| What to do |
Among the entries below, count the lines with "JobStatus" in them and state the total without comment.

Stored data entries:
•••••

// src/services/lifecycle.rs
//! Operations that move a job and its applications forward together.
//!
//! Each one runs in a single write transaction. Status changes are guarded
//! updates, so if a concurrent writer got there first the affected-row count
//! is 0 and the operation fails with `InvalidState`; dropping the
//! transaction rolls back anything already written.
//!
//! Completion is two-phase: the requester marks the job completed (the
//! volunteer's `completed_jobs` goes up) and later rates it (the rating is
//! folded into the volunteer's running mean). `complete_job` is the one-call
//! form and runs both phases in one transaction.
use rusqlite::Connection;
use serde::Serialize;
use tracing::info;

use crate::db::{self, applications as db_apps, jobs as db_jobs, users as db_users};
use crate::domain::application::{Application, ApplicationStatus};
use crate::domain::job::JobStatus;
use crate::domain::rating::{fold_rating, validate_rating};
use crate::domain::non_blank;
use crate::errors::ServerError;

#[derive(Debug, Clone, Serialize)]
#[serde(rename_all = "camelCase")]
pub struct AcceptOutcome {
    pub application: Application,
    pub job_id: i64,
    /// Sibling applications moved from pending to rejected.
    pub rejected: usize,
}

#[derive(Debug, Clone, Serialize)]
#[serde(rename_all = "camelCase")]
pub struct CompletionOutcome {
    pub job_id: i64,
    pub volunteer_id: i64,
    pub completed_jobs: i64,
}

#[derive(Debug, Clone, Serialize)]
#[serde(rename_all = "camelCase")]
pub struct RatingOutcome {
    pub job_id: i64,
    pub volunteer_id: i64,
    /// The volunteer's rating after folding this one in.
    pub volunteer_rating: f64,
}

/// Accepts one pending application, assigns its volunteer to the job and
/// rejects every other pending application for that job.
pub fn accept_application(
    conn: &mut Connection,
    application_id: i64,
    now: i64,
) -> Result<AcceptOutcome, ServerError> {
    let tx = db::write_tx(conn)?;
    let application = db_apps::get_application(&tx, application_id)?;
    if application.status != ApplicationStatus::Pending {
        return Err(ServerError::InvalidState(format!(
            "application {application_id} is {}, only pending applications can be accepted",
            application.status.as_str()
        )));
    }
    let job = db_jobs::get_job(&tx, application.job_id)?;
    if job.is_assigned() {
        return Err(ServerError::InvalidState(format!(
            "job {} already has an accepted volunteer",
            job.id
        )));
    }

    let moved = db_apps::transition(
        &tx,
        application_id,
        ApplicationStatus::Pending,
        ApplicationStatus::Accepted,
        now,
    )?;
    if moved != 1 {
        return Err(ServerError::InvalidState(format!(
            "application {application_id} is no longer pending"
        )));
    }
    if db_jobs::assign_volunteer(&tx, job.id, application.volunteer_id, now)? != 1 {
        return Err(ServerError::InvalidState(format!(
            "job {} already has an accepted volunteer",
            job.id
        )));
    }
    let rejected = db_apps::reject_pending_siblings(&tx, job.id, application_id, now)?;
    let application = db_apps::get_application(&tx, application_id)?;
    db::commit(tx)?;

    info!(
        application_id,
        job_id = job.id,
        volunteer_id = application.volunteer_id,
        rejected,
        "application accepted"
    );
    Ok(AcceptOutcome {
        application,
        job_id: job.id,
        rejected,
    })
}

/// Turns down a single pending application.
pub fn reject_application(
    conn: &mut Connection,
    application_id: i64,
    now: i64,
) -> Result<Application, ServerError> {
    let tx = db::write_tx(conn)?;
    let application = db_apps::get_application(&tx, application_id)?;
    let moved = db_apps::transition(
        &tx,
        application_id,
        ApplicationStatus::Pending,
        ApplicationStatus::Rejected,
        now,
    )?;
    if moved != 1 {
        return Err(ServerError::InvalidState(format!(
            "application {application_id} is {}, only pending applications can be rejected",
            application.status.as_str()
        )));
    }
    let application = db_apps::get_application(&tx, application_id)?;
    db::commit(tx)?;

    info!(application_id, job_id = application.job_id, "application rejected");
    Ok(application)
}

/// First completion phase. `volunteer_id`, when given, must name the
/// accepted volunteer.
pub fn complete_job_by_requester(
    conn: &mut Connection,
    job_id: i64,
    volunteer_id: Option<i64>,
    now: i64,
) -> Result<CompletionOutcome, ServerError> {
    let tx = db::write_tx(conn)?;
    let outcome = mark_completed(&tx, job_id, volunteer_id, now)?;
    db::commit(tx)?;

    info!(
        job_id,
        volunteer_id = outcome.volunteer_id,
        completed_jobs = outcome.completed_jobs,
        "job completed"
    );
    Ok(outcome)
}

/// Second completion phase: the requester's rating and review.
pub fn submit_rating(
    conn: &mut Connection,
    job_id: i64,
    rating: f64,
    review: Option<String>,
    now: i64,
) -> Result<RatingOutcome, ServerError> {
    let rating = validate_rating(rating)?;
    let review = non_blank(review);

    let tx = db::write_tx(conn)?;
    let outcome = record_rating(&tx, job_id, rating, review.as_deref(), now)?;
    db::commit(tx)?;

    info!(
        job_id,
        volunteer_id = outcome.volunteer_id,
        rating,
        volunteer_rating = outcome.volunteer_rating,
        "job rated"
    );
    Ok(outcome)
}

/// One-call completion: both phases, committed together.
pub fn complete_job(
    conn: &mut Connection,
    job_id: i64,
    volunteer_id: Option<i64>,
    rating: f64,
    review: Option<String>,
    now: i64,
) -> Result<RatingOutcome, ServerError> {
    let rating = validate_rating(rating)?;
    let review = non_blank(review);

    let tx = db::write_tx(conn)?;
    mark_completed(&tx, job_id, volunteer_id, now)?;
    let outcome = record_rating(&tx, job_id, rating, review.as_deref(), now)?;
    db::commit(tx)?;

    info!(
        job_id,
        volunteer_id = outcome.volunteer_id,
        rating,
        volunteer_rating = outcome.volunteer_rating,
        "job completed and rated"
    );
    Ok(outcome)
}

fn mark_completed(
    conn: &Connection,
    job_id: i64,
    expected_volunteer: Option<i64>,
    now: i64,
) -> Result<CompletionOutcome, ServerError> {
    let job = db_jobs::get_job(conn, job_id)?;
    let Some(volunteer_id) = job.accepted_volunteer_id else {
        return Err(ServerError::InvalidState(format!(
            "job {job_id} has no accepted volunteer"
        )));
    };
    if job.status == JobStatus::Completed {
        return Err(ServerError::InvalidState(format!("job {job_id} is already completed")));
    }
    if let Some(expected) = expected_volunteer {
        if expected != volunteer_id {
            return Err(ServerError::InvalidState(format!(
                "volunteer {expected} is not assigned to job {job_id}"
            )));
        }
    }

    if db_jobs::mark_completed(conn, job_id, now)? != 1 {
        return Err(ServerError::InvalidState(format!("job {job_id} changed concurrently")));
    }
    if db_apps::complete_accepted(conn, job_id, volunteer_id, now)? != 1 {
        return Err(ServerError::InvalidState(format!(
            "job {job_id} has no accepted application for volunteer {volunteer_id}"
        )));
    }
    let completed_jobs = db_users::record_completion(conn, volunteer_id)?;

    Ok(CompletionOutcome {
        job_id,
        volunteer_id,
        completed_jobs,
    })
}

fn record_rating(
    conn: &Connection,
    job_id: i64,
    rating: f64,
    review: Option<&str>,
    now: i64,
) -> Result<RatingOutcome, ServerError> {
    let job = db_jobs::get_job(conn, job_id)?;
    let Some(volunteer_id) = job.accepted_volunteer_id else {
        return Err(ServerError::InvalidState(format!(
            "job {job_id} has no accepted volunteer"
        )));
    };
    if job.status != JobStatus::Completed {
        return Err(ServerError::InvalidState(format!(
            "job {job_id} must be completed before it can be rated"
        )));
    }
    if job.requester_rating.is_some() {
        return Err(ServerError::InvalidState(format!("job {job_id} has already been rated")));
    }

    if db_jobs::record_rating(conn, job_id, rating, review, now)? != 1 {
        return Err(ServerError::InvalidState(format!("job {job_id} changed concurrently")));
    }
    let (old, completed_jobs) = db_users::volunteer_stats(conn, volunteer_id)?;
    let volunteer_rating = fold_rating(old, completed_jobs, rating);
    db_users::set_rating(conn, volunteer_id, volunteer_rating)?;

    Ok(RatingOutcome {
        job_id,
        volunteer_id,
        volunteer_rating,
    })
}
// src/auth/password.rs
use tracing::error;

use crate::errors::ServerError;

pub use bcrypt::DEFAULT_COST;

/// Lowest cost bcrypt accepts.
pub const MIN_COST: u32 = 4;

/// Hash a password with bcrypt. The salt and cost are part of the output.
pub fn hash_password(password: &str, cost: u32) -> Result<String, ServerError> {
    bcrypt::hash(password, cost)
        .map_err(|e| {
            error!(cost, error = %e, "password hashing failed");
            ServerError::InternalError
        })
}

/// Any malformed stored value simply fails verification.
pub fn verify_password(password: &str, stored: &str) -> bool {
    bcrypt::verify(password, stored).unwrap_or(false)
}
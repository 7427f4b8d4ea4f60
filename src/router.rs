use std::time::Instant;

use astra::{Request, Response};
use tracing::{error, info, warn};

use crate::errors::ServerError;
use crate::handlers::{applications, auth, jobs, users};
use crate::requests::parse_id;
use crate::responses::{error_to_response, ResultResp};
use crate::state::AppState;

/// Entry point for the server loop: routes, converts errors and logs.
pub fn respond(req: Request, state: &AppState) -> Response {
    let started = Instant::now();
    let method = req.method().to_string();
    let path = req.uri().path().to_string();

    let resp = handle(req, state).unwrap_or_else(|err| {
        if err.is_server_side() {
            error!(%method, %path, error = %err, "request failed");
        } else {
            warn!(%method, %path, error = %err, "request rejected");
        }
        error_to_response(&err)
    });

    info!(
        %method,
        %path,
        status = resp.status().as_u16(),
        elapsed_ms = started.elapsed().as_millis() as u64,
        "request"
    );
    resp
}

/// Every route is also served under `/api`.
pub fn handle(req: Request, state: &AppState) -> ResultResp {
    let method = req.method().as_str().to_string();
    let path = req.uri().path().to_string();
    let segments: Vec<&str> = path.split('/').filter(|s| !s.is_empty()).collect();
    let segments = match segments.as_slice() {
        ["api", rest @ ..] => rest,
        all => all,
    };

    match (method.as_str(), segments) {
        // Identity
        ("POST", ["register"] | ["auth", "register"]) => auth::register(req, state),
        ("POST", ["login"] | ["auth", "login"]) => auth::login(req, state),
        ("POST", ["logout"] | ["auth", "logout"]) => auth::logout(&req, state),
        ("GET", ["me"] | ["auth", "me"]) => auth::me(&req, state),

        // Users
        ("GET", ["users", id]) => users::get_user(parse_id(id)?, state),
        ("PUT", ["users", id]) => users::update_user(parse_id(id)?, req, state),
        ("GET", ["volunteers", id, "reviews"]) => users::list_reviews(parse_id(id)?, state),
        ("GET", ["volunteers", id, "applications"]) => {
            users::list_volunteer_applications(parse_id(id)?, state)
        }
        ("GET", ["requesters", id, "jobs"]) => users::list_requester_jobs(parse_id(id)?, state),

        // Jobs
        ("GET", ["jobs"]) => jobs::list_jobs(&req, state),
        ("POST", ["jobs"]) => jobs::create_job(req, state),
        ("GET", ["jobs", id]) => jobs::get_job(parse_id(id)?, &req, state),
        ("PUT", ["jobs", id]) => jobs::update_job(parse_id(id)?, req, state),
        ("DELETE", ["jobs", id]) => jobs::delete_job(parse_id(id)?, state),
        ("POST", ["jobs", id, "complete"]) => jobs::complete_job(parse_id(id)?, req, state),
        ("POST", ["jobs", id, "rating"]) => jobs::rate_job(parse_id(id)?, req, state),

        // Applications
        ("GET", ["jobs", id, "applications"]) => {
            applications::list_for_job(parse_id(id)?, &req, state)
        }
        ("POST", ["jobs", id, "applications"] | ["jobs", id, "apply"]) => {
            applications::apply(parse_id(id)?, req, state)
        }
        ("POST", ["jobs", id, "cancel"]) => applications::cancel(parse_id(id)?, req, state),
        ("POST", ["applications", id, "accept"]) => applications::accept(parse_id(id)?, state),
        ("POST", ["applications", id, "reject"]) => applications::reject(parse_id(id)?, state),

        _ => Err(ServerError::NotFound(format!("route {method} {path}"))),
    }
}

•••••

| Solution to this exercise |
3